=== INPUT DATA ===

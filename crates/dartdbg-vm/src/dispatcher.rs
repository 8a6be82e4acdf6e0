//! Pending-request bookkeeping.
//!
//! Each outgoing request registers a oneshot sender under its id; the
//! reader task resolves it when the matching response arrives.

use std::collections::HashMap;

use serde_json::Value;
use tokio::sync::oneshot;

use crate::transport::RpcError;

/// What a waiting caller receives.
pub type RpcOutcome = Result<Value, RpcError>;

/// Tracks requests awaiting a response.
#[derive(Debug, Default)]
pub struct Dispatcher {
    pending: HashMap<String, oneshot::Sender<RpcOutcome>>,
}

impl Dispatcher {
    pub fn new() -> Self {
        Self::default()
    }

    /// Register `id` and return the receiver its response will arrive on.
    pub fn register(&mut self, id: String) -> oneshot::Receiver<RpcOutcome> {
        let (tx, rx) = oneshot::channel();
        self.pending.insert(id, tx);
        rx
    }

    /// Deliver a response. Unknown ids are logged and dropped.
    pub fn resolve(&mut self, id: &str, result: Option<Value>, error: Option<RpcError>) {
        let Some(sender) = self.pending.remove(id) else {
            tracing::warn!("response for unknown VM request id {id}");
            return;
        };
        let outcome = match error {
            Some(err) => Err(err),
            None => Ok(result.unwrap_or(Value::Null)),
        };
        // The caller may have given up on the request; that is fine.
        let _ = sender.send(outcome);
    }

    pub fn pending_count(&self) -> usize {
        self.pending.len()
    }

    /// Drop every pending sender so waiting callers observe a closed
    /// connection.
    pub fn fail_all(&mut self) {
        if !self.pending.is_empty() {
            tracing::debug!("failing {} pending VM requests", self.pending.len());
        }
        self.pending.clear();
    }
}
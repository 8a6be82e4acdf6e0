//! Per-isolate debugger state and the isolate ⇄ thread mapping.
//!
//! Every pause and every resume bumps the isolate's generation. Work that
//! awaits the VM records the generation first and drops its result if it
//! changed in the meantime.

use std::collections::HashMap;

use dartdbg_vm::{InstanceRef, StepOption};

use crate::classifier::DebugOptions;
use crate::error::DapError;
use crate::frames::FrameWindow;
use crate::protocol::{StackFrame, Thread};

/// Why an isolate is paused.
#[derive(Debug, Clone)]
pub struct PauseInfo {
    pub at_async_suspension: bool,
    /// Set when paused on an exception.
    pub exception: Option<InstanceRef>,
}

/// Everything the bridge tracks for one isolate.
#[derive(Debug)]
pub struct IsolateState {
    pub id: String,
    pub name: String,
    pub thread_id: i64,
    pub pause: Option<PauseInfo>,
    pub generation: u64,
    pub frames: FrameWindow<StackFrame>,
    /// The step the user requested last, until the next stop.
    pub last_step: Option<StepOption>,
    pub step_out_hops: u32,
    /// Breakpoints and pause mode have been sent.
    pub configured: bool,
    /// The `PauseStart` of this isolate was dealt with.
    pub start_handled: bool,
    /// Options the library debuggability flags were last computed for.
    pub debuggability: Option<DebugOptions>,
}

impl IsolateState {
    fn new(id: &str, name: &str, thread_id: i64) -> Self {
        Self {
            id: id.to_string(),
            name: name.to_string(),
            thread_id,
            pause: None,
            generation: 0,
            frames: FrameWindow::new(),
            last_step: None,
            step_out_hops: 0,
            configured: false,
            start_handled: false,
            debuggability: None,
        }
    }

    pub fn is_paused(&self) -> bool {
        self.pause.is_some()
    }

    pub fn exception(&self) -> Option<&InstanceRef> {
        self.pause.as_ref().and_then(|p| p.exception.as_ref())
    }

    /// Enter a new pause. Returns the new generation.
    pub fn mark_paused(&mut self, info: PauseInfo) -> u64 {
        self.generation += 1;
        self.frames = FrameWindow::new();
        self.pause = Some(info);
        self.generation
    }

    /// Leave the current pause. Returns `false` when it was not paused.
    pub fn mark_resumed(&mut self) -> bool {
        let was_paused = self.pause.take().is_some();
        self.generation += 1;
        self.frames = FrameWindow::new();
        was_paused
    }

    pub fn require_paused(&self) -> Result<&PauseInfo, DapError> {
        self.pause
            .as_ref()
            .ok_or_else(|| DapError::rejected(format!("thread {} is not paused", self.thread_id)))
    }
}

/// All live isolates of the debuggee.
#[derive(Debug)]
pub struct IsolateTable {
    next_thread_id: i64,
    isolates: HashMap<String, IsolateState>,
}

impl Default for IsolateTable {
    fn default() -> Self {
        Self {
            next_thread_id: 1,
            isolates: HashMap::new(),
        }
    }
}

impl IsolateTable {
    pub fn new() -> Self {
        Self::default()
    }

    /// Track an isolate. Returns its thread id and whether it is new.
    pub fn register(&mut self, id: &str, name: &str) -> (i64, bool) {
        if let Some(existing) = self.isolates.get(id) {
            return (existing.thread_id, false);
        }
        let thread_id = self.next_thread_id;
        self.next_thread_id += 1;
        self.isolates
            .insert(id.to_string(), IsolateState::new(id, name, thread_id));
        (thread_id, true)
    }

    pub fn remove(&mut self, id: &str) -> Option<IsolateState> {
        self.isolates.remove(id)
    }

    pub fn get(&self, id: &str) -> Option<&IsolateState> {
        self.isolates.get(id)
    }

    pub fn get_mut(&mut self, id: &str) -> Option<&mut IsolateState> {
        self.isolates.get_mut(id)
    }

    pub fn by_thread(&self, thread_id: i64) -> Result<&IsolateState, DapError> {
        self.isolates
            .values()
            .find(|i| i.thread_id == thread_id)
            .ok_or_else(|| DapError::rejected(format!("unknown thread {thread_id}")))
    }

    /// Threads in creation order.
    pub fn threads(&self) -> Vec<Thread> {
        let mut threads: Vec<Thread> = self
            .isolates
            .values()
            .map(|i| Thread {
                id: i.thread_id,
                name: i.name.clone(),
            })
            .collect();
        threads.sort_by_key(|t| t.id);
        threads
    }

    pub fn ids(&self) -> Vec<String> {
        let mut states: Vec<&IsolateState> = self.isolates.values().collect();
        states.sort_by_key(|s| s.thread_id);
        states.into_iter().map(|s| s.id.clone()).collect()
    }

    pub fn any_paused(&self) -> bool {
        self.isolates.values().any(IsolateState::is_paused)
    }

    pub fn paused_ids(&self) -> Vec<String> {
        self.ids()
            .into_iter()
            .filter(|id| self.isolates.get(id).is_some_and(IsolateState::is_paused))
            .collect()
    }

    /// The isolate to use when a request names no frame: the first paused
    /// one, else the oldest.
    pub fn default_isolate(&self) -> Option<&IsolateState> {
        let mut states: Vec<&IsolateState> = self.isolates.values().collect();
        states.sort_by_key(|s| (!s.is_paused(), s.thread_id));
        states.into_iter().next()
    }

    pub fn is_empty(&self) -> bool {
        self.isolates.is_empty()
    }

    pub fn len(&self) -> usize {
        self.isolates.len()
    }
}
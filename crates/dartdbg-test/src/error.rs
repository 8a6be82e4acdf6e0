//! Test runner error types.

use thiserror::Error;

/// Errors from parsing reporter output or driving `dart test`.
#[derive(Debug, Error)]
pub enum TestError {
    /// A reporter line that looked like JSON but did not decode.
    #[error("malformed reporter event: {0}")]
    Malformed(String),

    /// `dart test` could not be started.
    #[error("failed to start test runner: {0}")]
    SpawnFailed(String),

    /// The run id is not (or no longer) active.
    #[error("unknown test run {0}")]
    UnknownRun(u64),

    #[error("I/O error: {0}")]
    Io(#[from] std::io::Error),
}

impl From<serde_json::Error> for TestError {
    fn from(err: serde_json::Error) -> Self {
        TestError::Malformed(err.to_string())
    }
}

===

_PROBLEM TO SOLVE_
So that nothing is lost, transcribe each entry exactly as written.

_OUTPUT OF THE EXERCISE_
filename crates/dartdbg-vm/src/dispatcher.rs
repository 8a6be82e4acdf6e0
//! Pending-request bookkeeping.
//!
//! Each outgoing request registers a oneshot sender under its id; the
//! reader task resolves it when the matching response arrives.

use std::collections::HashMap;

use serde_json::Value;
use tokio::sync::oneshot;

use crate::transport::RpcError;

/// What a waiting caller receives.
pub type RpcOutcome = Result<Value, RpcError>;

/// Tracks requests awaiting a response.
#[derive(Debug, Default)]
pub struct Dispatcher {
    pending: HashMap<String, oneshot::Sender<RpcOutcome>>,
}

impl Dispatcher {
    pub fn new() -> Self {
        Self::default()
    }

    /// Register `id` and return the receiver its response will arrive on.
    pub fn register(&mut self, id: String) -> oneshot::Receiver<RpcOutcome> {
        let (tx, rx) = oneshot::channel();
        self.pending.insert(id, tx);
        rx
    }

    /// Deliver a response. Unknown ids are logged and dropped.
    pub fn resolve(&mut self, id: &str, result: Option<Value>, error: Option<RpcError>) {
        let Some(sender) = self.pending.remove(id) else {
            tracing::warn!("response for unknown VM request id {id}");
            return;
        };
        let outcome = match error {
            Some(err) => Err(err),
            None => Ok(result.unwrap_or(Value::Null)),
        };
        // The caller may have given up on the request; that is fine.
        let _ = sender.send(outcome);
    }

    pub fn pending_count(&self) -> usize {
        self.pending.len()
    }

    /// Drop every pending sender so waiting callers observe a closed
    /// connection.
    pub fn fail_all(&mut self) {
        if !self.pending.is_empty() {
            tracing::debug!("failing {} pending VM requests", self.pending.len());
        }
        self.pending.clear();
    }
}
repository 8a6be82e4acdf6e0
//! Per-isolate debugger state and the isolate ⇄ thread mapping.
//!
//! Every pause and every resume bumps the isolate's generation. Work that
//! awaits the VM records the generation first and drops its result if it
//! changed in the meantime.

use std::collections::HashMap;

use dartdbg_vm::{InstanceRef, StepOption};

use crate::classifier::DebugOptions;
use crate::error::DapError;
use crate::frames::FrameWindow;
use crate::protocol::{StackFrame, Thread};

/// Why an isolate is paused.
#[derive(Debug, Clone)]
pub struct PauseInfo {
    pub at_async_suspension: bool,
    /// Set when paused on an exception.
    pub exception: Option<InstanceRef>,
}

/// Everything the bridge tracks for one isolate.
#[derive(Debug)]
pub struct IsolateState {
    pub id: String,
    pub name: String,
    pub thread_id: i64,
    pub pause: Option<PauseInfo>,
    pub generation: u64,
    pub frames: FrameWindow<StackFrame>,
    /// The step the user requested last, until the next stop.
    pub last_step: Option<StepOption>,
    pub step_out_hops: u32,
    /// Breakpoints and pause mode have been sent.
    pub configured: bool,
    /// The `PauseStart` of this isolate was dealt with.
    pub start_handled: bool,
    /// Options the library debuggability flags were last computed for.
    pub debuggability: Option<DebugOptions>,
}

impl IsolateState {
    fn new(id: &str, name: &str, thread_id: i64) -> Self {
        Self {
            id: id.to_string(),
            name: name.to_string(),
            thread_id,
            pause: None,
            generation: 0,
            frames: FrameWindow::new(),
            last_step: None,
            step_out_hops: 0,
            configured: false,
            start_handled: false,
            debuggability: None,
        }
    }

    pub fn is_paused(&self) -> bool {
        self.pause.is_some()
    }

    pub fn exception(&self) -> Option<&InstanceRef> {
        self.pause.as_ref().and_then(|p| p.exception.as_ref())
    }

    /// Enter a new pause. Returns the new generation.
    pub fn mark_paused(&mut self, info: PauseInfo) -> u64 {
        self.generation += 1;
        self.frames = FrameWindow::new();
        self.pause = Some(info);
        self.generation
    }

    /// Leave the current pause. Returns `false` when it was not paused.
    pub fn mark_resumed(&mut self) -> bool {
        let was_paused = self.pause.take().is_some();
        self.generation += 1;
        self.frames = FrameWindow::new();
        was_paused
    }

    pub fn require_paused(&self) -> Result<&PauseInfo, DapError> {
        self.pause
            .as_ref()
            .ok_or_else(|| DapError::rejected(format!("thread {} is not paused", self.thread_id)))
    }
}

/// All live isolates of the debuggee.
#[derive(Debug)]
pub struct IsolateTable {
    next_thread_id: i64,
    isolates: HashMap<String, IsolateState>,
}

impl Default for IsolateTable {
    fn default() -> Self {
        Self {
            next_thread_id: 1,
            isolates: HashMap::new(),
        }
    }
}

impl IsolateTable {
    pub fn new() -> Self {
        Self::default()
    }

    /// Track an isolate. Returns its thread id and whether it is new.
    pub fn register(&mut self, id: &str, name: &str) -> (i64, bool) {
        if let Some(existing) = self.isolates.get(id) {
            return (existing.thread_id, false);
        }
        let thread_id = self.next_thread_id;
        self.next_thread_id += 1;
        self.isolates
            .insert(id.to_string(), IsolateState::new(id, name, thread_id));
        (thread_id, true)
    }

    pub fn remove(&mut self, id: &str) -> Option<IsolateState> {
        self.isolates.remove(id)
    }

    pub fn get(&self, id: &str) -> Option<&IsolateState> {
        self.isolates.get(id)
    }

    pub fn get_mut(&mut self, id: &str) -> Option<&mut IsolateState> {
        self.isolates.get_mut(id)
    }

    pub fn by_thread(&self, thread_id: i64) -> Result<&IsolateState, DapError> {
        self.isolates
            .values()
            .find(|i| i.thread_id == thread_id)
            .ok_or_else(|| DapError::rejected(format!("unknown thread {thread_id}")))
    }

    /// Threads in creation order.
    pub fn threads(&self) -> Vec<Thread> {
        let mut threads: Vec<Thread> = self
            .isolates
            .values()
            .map(|i| Thread {
                id: i.thread_id,
                name: i.name.clone(),
            })
            .collect();
        threads.sort_by_key(|t| t.id);
        threads
    }

    pub fn ids(&self) -> Vec<String> {
        let mut states: Vec<&IsolateState> = self.isolates.values().collect();
        states.sort_by_key(|s| s.thread_id);
        states.into_iter().map(|s| s.id.clone()).collect()
    }

    pub fn any_paused(&self) -> bool {
        self.isolates.values().any(IsolateState::is_paused)
    }

    pub fn paused_ids(&self) -> Vec<String> {
        self.ids()
            .into_iter()
            .filter(|id| self.isolates.get(id).is_some_and(IsolateState::is_paused))
            .collect()
    }

    /// The isolate to use when a request names no frame: the first paused
    /// one, else the oldest.
    pub fn default_isolate(&self) -> Option<&IsolateState> {
        let mut states: Vec<&IsolateState> = self.isolates.values().collect();
        states.sort_by_key(|s| (!s.is_paused(), s.thread_id));
        states.into_iter().next()
    }

    pub fn is_empty(&self) -> bool {
        self.isolates.is_empty()
    }

    pub fn len(&self) -> usize {
        self.isolates.len()
    }
}
filename crates/dartdbg-test/src/error.rs
repository 8a6be82e4acdf6e0
//! Test runner error types.

use thiserror::Error;

/// Errors from parsing reporter output or driving `dart test`.
#[derive(Debug, Error)]
pub enum TestError {
    /// A reporter line that looked like JSON but did not decode.
    #[error("malformed reporter event: {0}")]
    Malformed(String),

    /// `dart test` could not be started.
    #[error("failed to start test runner: {0}")]
    SpawnFailed(String),

    /// The run id is not (or no longer) active.
    #[error("unknown test run {0}")]
    UnknownRun(u64),

    #[error("I/O error: {0}")]
    Io(#[from] std::io::Error),
}

impl From<serde_json::Error> for TestError {
    fn from(err: serde_json::Error) -> Self {
        TestError::Malformed(err.to_string())
    }
}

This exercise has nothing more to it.